§ WORK ORDER
Without skipping any entry, transcribe the data word for word.

####################

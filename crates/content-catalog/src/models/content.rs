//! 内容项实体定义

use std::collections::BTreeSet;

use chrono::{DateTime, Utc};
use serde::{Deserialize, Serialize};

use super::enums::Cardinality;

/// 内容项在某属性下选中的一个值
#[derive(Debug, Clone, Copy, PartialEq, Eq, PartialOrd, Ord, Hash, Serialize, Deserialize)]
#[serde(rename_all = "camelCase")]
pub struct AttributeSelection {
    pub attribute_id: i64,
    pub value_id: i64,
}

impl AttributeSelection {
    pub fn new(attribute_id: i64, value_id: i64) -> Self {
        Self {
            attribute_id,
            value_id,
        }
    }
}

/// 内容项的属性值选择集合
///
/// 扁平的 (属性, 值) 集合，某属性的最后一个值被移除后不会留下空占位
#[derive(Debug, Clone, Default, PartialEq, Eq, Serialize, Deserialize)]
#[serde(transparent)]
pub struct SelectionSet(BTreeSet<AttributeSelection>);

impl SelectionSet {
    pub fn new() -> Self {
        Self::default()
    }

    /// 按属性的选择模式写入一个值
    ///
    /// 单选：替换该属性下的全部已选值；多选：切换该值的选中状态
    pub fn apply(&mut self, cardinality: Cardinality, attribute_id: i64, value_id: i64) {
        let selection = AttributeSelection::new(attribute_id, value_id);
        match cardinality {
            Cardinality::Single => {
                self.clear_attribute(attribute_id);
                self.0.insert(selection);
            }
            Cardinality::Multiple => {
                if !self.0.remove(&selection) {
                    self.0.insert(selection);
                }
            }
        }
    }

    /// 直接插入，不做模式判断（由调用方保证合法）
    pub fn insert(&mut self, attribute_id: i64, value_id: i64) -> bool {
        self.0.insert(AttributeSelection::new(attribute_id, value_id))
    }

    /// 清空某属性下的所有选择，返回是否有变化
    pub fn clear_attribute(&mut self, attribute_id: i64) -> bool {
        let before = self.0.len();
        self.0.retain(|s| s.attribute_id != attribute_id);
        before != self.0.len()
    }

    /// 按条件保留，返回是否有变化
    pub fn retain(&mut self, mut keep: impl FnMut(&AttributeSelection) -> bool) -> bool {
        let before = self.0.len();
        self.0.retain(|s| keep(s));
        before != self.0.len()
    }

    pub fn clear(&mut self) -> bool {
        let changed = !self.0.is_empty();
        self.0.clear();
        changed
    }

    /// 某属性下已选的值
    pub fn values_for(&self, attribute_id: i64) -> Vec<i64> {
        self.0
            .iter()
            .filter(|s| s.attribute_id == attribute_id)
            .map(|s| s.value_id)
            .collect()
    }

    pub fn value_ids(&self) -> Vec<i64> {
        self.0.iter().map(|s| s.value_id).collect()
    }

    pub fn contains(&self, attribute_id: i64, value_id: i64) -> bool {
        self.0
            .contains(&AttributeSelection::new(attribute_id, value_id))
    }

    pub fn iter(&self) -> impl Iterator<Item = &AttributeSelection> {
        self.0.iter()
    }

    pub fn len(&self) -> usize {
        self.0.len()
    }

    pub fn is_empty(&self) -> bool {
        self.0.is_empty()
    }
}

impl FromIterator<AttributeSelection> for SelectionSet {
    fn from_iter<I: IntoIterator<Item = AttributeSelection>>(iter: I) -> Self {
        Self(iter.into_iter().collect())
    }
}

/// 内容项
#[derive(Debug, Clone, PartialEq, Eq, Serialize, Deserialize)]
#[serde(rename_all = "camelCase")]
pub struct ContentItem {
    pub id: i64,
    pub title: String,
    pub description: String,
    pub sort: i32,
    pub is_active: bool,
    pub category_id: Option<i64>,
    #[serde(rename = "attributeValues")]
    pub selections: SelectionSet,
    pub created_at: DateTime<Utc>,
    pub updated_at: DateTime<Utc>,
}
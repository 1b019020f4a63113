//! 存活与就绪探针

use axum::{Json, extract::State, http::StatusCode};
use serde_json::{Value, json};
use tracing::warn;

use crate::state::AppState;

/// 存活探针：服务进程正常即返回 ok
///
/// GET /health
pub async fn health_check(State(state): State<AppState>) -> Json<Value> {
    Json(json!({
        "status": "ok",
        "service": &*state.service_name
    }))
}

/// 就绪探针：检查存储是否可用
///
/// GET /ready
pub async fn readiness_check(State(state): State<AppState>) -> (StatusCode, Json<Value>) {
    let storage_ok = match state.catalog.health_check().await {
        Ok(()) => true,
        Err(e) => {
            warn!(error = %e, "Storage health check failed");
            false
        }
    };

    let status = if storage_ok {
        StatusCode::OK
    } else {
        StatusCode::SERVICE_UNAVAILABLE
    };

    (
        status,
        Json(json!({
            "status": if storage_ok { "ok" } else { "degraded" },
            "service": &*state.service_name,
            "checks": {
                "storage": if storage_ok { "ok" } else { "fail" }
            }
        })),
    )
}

####################

§ YOUR RESPONSE
filename crates/content-catalog/src/models/content.rs
//! 内容项实体定义

use std::collections::BTreeSet;

use chrono::{DateTime, Utc};
use serde::{Deserialize, Serialize};

use super::enums::Cardinality;

/// 内容项在某属性下选中的一个值
#[derive(Debug, Clone, Copy, PartialEq, Eq, PartialOrd, Ord, Hash, Serialize, Deserialize)]
#[serde(rename_all = "camelCase")]
pub struct AttributeSelection {
    pub attribute_id: i64,
    pub value_id: i64,
}

impl AttributeSelection {
    pub fn new(attribute_id: i64, value_id: i64) -> Self {
        Self {
            attribute_id,
            value_id,
        }
    }
}

/// 内容项的属性值选择集合
///
/// 扁平的 (属性, 值) 集合，某属性的最后一个值被移除后不会留下空占位
#[derive(Debug, Clone, Default, PartialEq, Eq, Serialize, Deserialize)]
#[serde(transparent)]
pub struct SelectionSet(BTreeSet<AttributeSelection>);

impl SelectionSet {
    pub fn new() -> Self {
        Self::default()
    }

    /// 按属性的选择模式写入一个值
    ///
    /// 单选：替换该属性下的全部已选值；多选：切换该值的选中状态
    pub fn apply(&mut self, cardinality: Cardinality, attribute_id: i64, value_id: i64) {
        let selection = AttributeSelection::new(attribute_id, value_id);
        match cardinality {
            Cardinality::Single => {
                self.clear_attribute(attribute_id);
                self.0.insert(selection);
            }
            Cardinality::Multiple => {
                if !self.0.remove(&selection) {
                    self.0.insert(selection);
                }
            }
        }
    }

    /// 直接插入，不做模式判断（由调用方保证合法）
    pub fn insert(&mut self, attribute_id: i64, value_id: i64) -> bool {
        self.0.insert(AttributeSelection::new(attribute_id, value_id))
    }

    /// 清空某属性下的所有选择，返回是否有变化
    pub fn clear_attribute(&mut self, attribute_id: i64) -> bool {
        let before = self.0.len();
        self.0.retain(|s| s.attribute_id != attribute_id);
        before != self.0.len()
    }

    /// 按条件保留，返回是否有变化
    pub fn retain(&mut self, mut keep: impl FnMut(&AttributeSelection) -> bool) -> bool {
        let before = self.0.len();
        self.0.retain(|s| keep(s));
        before != self.0.len()
    }

    pub fn clear(&mut self) -> bool {
        let changed = !self.0.is_empty();
        self.0.clear();
        changed
    }

    /// 某属性下已选的值
    pub fn values_for(&self, attribute_id: i64) -> Vec<i64> {
        self.0
            .iter()
            .filter(|s| s.attribute_id == attribute_id)
            .map(|s| s.value_id)
            .collect()
    }

    pub fn value_ids(&self) -> Vec<i64> {
        self.0.iter().map(|s| s.value_id).collect()
    }

    pub fn contains(&self, attribute_id: i64, value_id: i64) -> bool {
        self.0
            .contains(&AttributeSelection::new(attribute_id, value_id))
    }

    pub fn iter(&self) -> impl Iterator<Item = &AttributeSelection> {
        self.0.iter()
    }

    pub fn len(&self) -> usize {
        self.0.len()
    }

    pub fn is_empty(&self) -> bool {
        self.0.is_empty()
    }
}

impl FromIterator<AttributeSelection> for SelectionSet {
    fn from_iter<I: IntoIterator<Item = AttributeSelection>>(iter: I) -> Self {
        Self(iter.into_iter().collect())
    }
}

/// 内容项
#[derive(Debug, Clone, PartialEq, Eq, Serialize, Deserialize)]
#[serde(rename_all = "camelCase")]
pub struct ContentItem {
    pub id: i64,
    pub title: String,
    pub description: String,
    pub sort: i32,
    pub is_active: bool,
    pub category_id: Option<i64>,
    #[serde(rename = "attributeValues")]
    pub selections: SelectionSet,
    pub created_at: DateTime<Utc>,
    pub updated_at: DateTime<Utc>,
}
repository 1b019020f4a63113
//! 存活与就绪探针

use axum::{Json, extract::State, http::StatusCode};
use serde_json::{Value, json};
use tracing::warn;

use crate::state::AppState;

/// 存活探针：服务进程正常即返回 ok
///
/// GET /health
pub async fn health_check(State(state): State<AppState>) -> Json<Value> {
    Json(json!({
        "status": "ok",
        "service": &*state.service_name
    }))
}

/// 就绪探针：检查存储是否可用
///
/// GET /ready
pub async fn readiness_check(State(state): State<AppState>) -> (StatusCode, Json<Value>) {
    let storage_ok = match state.catalog.health_check().await {
        Ok(()) => true,
        Err(e) => {
            warn!(error = %e, "Storage health check failed");
            false
        }
    };

    let status = if storage_ok {
        StatusCode::OK
    } else {
        StatusCode::SERVICE_UNAVAILABLE
    };

    (
        status,
        Json(json!({
            "status": if storage_ok { "ok" } else { "degraded" },
            "service": &*state.service_name,
            "checks": {
                "storage": if storage_ok { "ok" } else { "fail" }
            }
        })),
    )
}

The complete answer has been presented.